The increasing application of engineered nanomaterials (ENMs) unavoidably leads to environmental release and biological exposure. Understanding the potential hazards of ENMs on crops is essential for appropriate utilization and management. Herein, rice seedlings were hydroponically exposed to molybdenum sulfide (MoS₂, a typical ENM) nanosheets at 5−20 mg/L for 7 days and then depurated for another 7 days in a fresh culture medium. Exposure to MoS₂ triggered irreversible reductions in root length (by 26.3%–69.9%) and tip number (by 22.2%–66.0%). Integration of biochemical assays, transcriptomic and metabolomics found that oxidative stress induced by MoS₂ in roots was persistent, whereas the activation of aquaporins, ionic transportation, and energy synthesis was normalized due to the recovery of nutrient uptake. The down-regulated levels of genes and metabolites associated with peroxidases, hemicellulose synthesis, expansins, and auxins caused persistent structural damages (sclerosis and rupture) of root cell walls. Approximately 64.5%–84.8% of internalized MoS₂ nanosheets were degraded, and the successive up-regulation of genes encoding cytochrome P450s and glutathione S-transferases reflected the biotransformation and detoxification of MoS₂ in the depuration period. These findings provide novel insights into the persistence and recovery of MoS₂ phytotoxicity, which will help advance the risk assessment of MoS₂ application on environment.
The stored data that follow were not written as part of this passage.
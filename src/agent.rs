//! # Agent Module
//!
//! Wires the concrete collaborators (LLM, web search, local index) into the
//! persona step bindings and hands them to the graph router. Everything is
//! constructed explicitly at startup and owned by [`LegalAssistant`].

use anyhow::{Context, Result};
use std::sync::Arc;
use tracing::info;

use lara_graph::{
    ChatMessage, GraphError, MemoryCheckpointer, Persona, ResearchState, Router, RunOutcome,
    RunRequest, RunnerConfig,
};

use crate::config::Config;
use crate::index::DocumentIndex;
use crate::llm::{RigModel, TextModel};
use crate::steps::persona_steps;
use crate::tools::{TavilySearch, WebSearch};

/// Shown when a run finishes without producing any analysis
pub const NO_ANALYSIS_FALLBACK: &str = "Sorry, I couldn't generate a final analysis.";

// =============================================================================
// LEGAL ASSISTANT
// =============================================================================
/// The assistant: one router over both personas, one in-memory checkpoint
/// store shared by every thread.
#[derive(Debug, Clone)]
pub struct LegalAssistant {
    router: Router,
}

impl LegalAssistant {
    /// Build the production assistant from a validated configuration.
    pub fn from_config(config: &Config) -> Result<Self> {
        config.validate()?;

        let tavily_key = config
            .tavily_api_key
            .clone()
            .context("TAVILY_API_KEY is not set")?;

        let model: Arc<dyn TextModel> = Arc::new(RigModel::from_config(config));
        let search: Arc<dyn WebSearch> =
            Arc::new(TavilySearch::new(tavily_key, config.max_search_results));

        let index = match &config.local_index_dir {
            Some(dir) => Some(Arc::new(DocumentIndex::from_dir(dir)?)),
            None => None,
        };

        Ok(Self::with_collaborators(config, model, search, index)?)
    }

    /// Build from explicit collaborators.
    pub fn with_collaborators(
        config: &Config,
        model: Arc<dyn TextModel>,
        search: Arc<dyn WebSearch>,
        index: Option<Arc<DocumentIndex>>,
    ) -> Result<Self, GraphError> {
        let checkpointer = Arc::new(MemoryCheckpointer::<ResearchState>::new());

        let mut builder = Router::builder(checkpointer)
            .config(RunnerConfig::default())
            .max_research_iterations(config.max_research_iterations);

        for persona in Persona::ALL {
            builder = builder.persona(
                persona,
                persona_steps(
                    persona,
                    Arc::clone(&model),
                    Arc::clone(&search),
                    index.clone(),
                ),
            );
        }

        let router = builder.build()?;
        info!(
            model = %model.name(),
            local_index = index.is_some(),
            max_research_iterations = config.max_research_iterations,
            "Legal assistant ready"
        );

        Ok(Self { router })
    }

    /// Answer one question on a thread. Prior turns on the same thread are
    /// picked up from its checkpoint.
    pub async fn ask(
        &self,
        role: &str,
        query: &str,
        thread_id: &str,
    ) -> Result<RunOutcome, GraphError> {
        self.router
            .run(RunRequest::new(role, query, thread_id))
            .await
    }

    /// Thread ids seen in this process
    pub async fn threads(&self) -> Result<Vec<String>, GraphError> {
        self.router.threads().await
    }

    /// Continue a thread whose last run failed part-way
    pub async fn resume(&self, thread_id: &str) -> Result<RunOutcome, GraphError> {
        self.router.resume(thread_id).await
    }

    /// Conversation on a thread so far; empty for an unknown thread
    pub async fn history(&self, thread_id: &str) -> Result<Vec<ChatMessage>, GraphError> {
        match self.router.snapshot(thread_id).await {
            Ok(checkpoint) => Ok(checkpoint.state.conversation()),
            Err(e) if e.is_fresh_start() => Ok(Vec::new()),
            Err(e) => Err(e),
        }
    }
}

/// Text to show for an outcome
pub fn analysis_text(outcome: &RunOutcome) -> &str {
    if outcome.final_analysis.trim().is_empty() {
        NO_ANALYSIS_FALLBACK
    } else {
        &outcome.final_analysis
    }
}

// =============================================================================
// UNIT TESTS
// =============================================================================
#[cfg(test)]
mod tests {
    use super::*;
    use crate::prompts;
    use crate::tools::{SearchHit, SearchResults, TavilyError};
    use async_trait::async_trait;

    /// Answers by preamble: rewrites echo, reflection is satisfied on the
    /// first pass, the final answer names the persona.
    struct EchoModel;

    #[async_trait]
    impl TextModel for EchoModel {
        async fn complete(&self, preamble: &str, prompt: &str) -> anyhow::Result<String> {
            if preamble == prompts::REWRITE_PREAMBLE {
                let question = prompt.rsplit("Question: ").next().unwrap_or_default();
                return Ok(format!("{question} statute"));
            }
            for persona in Persona::ALL {
                if preamble == prompts::reflect_preamble(persona) {
                    return Ok(r#"{"research_complete": true, "summary": "ok"}"#.to_string());
                }
                if preamble == prompts::final_preamble(persona) {
                    return Ok(format!("{persona} answer"));
                }
            }
            anyhow::bail!("unexpected preamble")
        }

        fn name(&self) -> &str {
            "echo"
        }
    }

    struct OneHit;

    #[async_trait]
    impl WebSearch for OneHit {
        async fn search(&self, query: &str) -> Result<SearchResults, TavilyError> {
            Ok(SearchResults {
                answer: None,
                hits: vec![SearchHit {
                    title: query.to_string(),
                    url: "https://courts.ca.gov/selfhelp".to_string(),
                    content: "Self-help guide".to_string(),
                    score: 0.9,
                }],
            })
        }
    }

    fn assistant() -> LegalAssistant {
        LegalAssistant::with_collaborators(
            &Config::default(),
            Arc::new(EchoModel),
            Arc::new(OneHit),
            None,
        )
        .unwrap()
    }

    #[tokio::test]
    async fn test_ask_routes_by_role() {
        let assistant = assistant();

        let citizen = assistant.ask("citizen", "Is at-will employment legal?", "t1").await.unwrap();
        assert_eq!(citizen.final_analysis, "citizen answer");
        assert_eq!(citizen.thread_id, "t1");
        assert_eq!(citizen.sources.len(), 1);

        let lawyer = assistant.ask("LAWYER", "Same question", "t2").await.unwrap();
        assert_eq!(lawyer.final_analysis, "lawyer answer");

        assert_eq!(assistant.threads().await.unwrap(), vec!["t1", "t2"]);
    }

    #[tokio::test]
    async fn test_unknown_role_runs_nothing() {
        let assistant = assistant();
        let err = assistant.ask("judge", "q", "t1").await.unwrap_err();

        assert!(matches!(err, GraphError::UnknownRole(ref role) if role == "judge"));
        assert!(assistant.threads().await.unwrap().is_empty());
    }

    #[tokio::test]
    async fn test_second_turn_sees_first() {
        let assistant = assistant();
        tokio_test::assert_ok!(assistant.ask("citizen", "first question", "t1").await);
        tokio_test::assert_ok!(assistant.ask("citizen", "and in Texas?", "t1").await);

        let history = assistant.history("t1").await.unwrap();
        assert_eq!(history.len(), 4);
        assert_eq!(history[0].content, "first question");
        assert_eq!(history[1].content, "citizen answer");
        assert_eq!(history[2].content, "and in Texas?");
        assert!(assistant.history("unknown").await.unwrap().is_empty());
    }

    #[test]
    fn test_fallback_text() {
        let outcome = RunOutcome {
            final_analysis: "  ".to_string(),
            sources: vec![],
            thread_id: "t".to_string(),
            persona: Persona::Citizen,
            research_iterations: 3,
            best_effort: true,
        };
        assert_eq!(analysis_text(&outcome), NO_ANALYSIS_FALLBACK);
    }

    #[test]
    fn test_from_config_requires_keys() {
        assert!(LegalAssistant::from_config(&Config::default()).is_err());
    }
}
工程纳米材料 (ENM) 的应用越来越多，不可避免地会导致环境释放和生物暴露。了解 ENMs 对作物的潜在危害对于适当利用和管理至关重要。在此，将水稻幼苗水培暴露于 5-20 mg/L 的硫化钼（MoS ₂，一种典型的 ENM）纳米片中 7 天，然后在新鲜培养基中再净化 7 天。暴露于 MoS ₂会引发根长度（减少 26.3%–69.9%）和尖端数量（减少 22.2%–66.0%）的不可逆减少。生化分析、转录组学和代谢组学的整合发现 MoS _{2诱导的氧化应激}根中的活性持续存在，而水通道蛋白的激活、离子运输和能量合成由于养分吸收的恢复而正常化。与过氧化物酶、半纤维素合成、扩张蛋白和生长素相关的基因和代谢物水平下调导致根细胞壁的持续结构损伤（硬化和破裂）。大约 64.5%–84.8% 的内化 MoS _{2纳米片被降解，编码细胞色素 P450 和谷胱甘肽}S-转移酶的基因的连续上调反映了 MoS ₂在净化阶段的生物转化和解毒。_{这些发现为 MoS 2}的持久性和恢复提供了新的见解_{植物毒性，这将有助于推进MoS 2}应用对环境的风险评估。